# Structured Prediction

2017/9/24 posted in  ML

## Introduction

Most NLP tasks produce structured decisions, such as chunking, parsing, coreference resolution.

In classification, every output is a label independent to each other. Learning algorithm is relatively simpler.

In structured prediction, the overall output is a structured object such as a tree, a sequence or an alignment, which is comprised by intermediate output variables with inter-dependence. As feature vector is extracted from both input and output structure, structured learning is also considerably difficult involving repeating inference and searching.

The final decision is not independent, it depends on other decisions. To cooperate with each other, global decision(the final one) must have some mutual dependencies on local decisions(temporary ones).

### Joint Inference with General Constraint Structure

#### Joint Inference

For instance, consider the Entities and Relations Recognizing problem. In which we want to recognize all entities and their relations. Here is a tiny example:

Some classifiers may output $$5$$ tables above. If Jane is a per, then her relation with Bernie won't be born_in, which has the highest probability under prediction.

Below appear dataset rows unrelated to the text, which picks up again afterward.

//! Generic CLI for running the dispatch benchmarks.
//!
//! Usage:
//!   dispatch-bench                                # Run every algorithm
//!   dispatch-bench --list                         # List available algorithms
//!   dispatch-bench switch_vs_table_random         # Run algorithms matching a prefix
//!   dispatch-bench --sizes 4,64,512 --budget 8192 # Custom fan-outs and loop length
//!   dispatch-bench --verify                       # Cross-check all variants only

use std::path::PathBuf;

use clap::Parser;
use dispatch_bench::control_flow::switch_vs_table::code::{
    check_fan_out, fixtures, TrialError, FAN_OUTS, FIXTURE_LEN,
};
use dispatch_bench::registry::{build_registry, AlgorithmRunner};
use dispatch_bench::tui;
use dispatch_bench::utils::runner::export_csv;
use dispatch_bench::utils::{run_suite, time_seed, PinStrategy, SuiteConfig, TimingConfig};
use thiserror::Error;
use tracing::{error, info, warn};
use tracing_subscriber::EnvFilter;

#[derive(Debug, Error)]
enum AppError {
    #[error("Algorithm '{name}' not found. Available: {available}")]
    UnknownAlgorithm { name: String, available: String },

    #[error("Algorithm '{name}' failed verification: {reason}")]
    Verification { name: &'static str, reason: String },

    #[error(transparent)]
    Trial(#[from] TrialError),
}

/// Match vs function-pointer table dispatch benchmarks
#[derive(Parser, Debug)]
#[command(version, about, long_about = None)]
struct CliArgs {
    /// Algorithm name, or a prefix such as `switch_vs_table_random` (omit for all)
    algorithm: Option<String>,

    /// List all available algorithms
    #[arg(short, long)]
    list: bool,

    /// Comma-separated fan-outs to measure
    #[arg(long, value_delimiter = ',', value_parser = parse_fan_out, default_values_t = FAN_OUTS)]
    sizes: Vec<usize>,

    /// Loop iterations performed by one timed execution
    #[arg(short, long, default_value_t = FIXTURE_LEN)]
    budget: usize,

    /// Number of measurement runs per variant
    #[arg(short, long, default_value_t = 30)]
    runs: usize,

    /// Warmup executions per variant before measuring
    #[arg(long, default_value_t = 10)]
    warmup: usize,

    /// Seed for the execution schedule (default: time-based)
    #[arg(long, env = "DISPATCH_BENCH_SEED")]
    seed: Option<u64>,

    /// Seed for the random selector fixture
    #[arg(long, env = "DISPATCH_BENCH_FIXTURE_SEED", default_value_t = fixtures::DEFAULT_FIXTURE_SEED)]
    fixture_seed: u64,

    /// CPU pinning strategy during measurement
    #[arg(long, value_enum, default_value_t = PinStrategy::PerExecution)]
    pin: PinStrategy,

    /// Export raw timings to a CSV file
    #[arg(long)]
    csv: Option<PathBuf>,

    /// Only verify that every variant computes the reference result
    #[arg(long)]
    verify: bool,

    /// Enable debug logging (overridden by RUST_LOG)
    #[arg(short, long)]
    verbose: bool,
}

fn parse_fan_out(s: &str) -> Result<usize, String> {
    let n: usize = s.trim().parse().map_err(|e| format!("invalid fan-out {s:?}: {e}"))?;
    check_fan_out(n).map_err(|e| format!("{e} (expected one of {FAN_OUTS:?})"))
}

fn init_logging(verbose: bool) {
    let default = if verbose { "debug" } else { "warn" };
    let filter = EnvFilter::try_from_default_env().unwrap_or_else(|_| EnvFilter::new(default));
    tracing_subscriber::fmt()
        .with_env_filter(filter)
        .with_writer(std::io::stderr)
        .init();
}

fn main() {
    let args = CliArgs::parse();
    init_logging(args.verbose);

    if let Err(e) = run(args) {
        eprintln!("Error: {e}");
        error!(error = ?e, "benchmark aborted");
        std::process::exit(1);
    }
}

/// Build the process-wide fixtures from `--fixture-seed`, returning the active seed.
fn install_fixtures(args: &CliArgs) -> u64 {
    fixtures::init(args.fixture_seed);
    fixtures::global().seed()
}

fn run(args: CliArgs) -> Result<(), AppError> {
    install_fixtures(&args);
    let registry = build_registry();

    if args.list {
        tui::print_available_algorithms(&registry);
        return Ok(());
    }

    let algorithms: Vec<&dyn AlgorithmRunner> = match &args.algorithm {
        Some(name) => match registry.find(name) {
            Some(algo) => vec![algo],
            None => registry.matching(name),
        },
        None => registry.all().iter().map(|a| a.as_ref()).collect(),
    };

    if algorithms.is_empty() {
        return Err(AppError::UnknownAlgorithm {
            name: args.algorithm.unwrap_or_default(),
            available: registry.list_names().join(", "),
        });
    }

    if args.verify {
        for algo in &algorithms {
            algo.verify().map_err(|reason| AppError::Verification {
                name: algo.name(),
                reason,
            })?;
            println!("  ✅ Algorithm '{}' passed verification", algo.name());
        }
        return Ok(());
    }

    let config = SuiteConfig {
        sizes: args.sizes,
        budget: args.budget,
        timing: TimingConfig {
            runs_per_variant: args.runs,
            warmup_iterations: args.warmup,
            pin_strategy: args.pin,
        },
        seed: args.seed.unwrap_or_else(time_seed),
    };
    info!(
        seed = config.seed,
        fixture_seed = fixtures::global().seed(),
        "starting suite"
    );

    tui::print_header();
    let suite = run_suite(&algorithms, &config)?;

    if let Some(path) = &args.csv {
        match export_csv(path, &suite.raw_data) {
            Ok(()) => println!("  Raw data exported to: {}", path.display()),
            Err(e) => warn!(path = %path.display(), error = %e, "failed to export CSV"),
        }
        println!();
    }

    tui::print_suite_results(&algorithms, &config.sizes, config.timing.runs_per_variant, &suite);

    println!("Note: Speedup is relative to the 'switch' variant.");
    Ok(())
}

This example gives us a motivation, if we learn to recognize entities and relations together, better results will be achieved. But most systems use the convention pipeline design, leading to propagation of errors. Although unifying the whole pipeline tends to be aggressive, some closely related tasks can be learnt jointly.

#### Constraints

Many "rules" act as constraints in prediction. Such as:

• The words pp., pages correspond to PAGE.
• Four digits starting with 20xx and 19xx are DATE.
• Quotations can appear only in TITLE.

By adding constraints, we get correct results without changing the model.

### Constrained Conditional Models

One formula tells all.

The second term covers all the constraints.

#### Training

Learning the objective function, Max Margin or CRF log likelihood.

Learning is thus driven by the attempt to find a weight vector w such that for each given annotated example, we have:

$\forall y \quad w^T\phi(x_i,y_i)\geq w^T\phi(x_i,y)+\Delta(y,y_i)$

Here $$\Delta(y,y_i)$$ denotes the penalty for predicting other structure.

#### Inference

Inference is expressed as a maximization of a scoring function, or output the structure which gets the highest score.

#### Constraints

You talked about linear model learning and predicting, which is a home truth. What about constraints?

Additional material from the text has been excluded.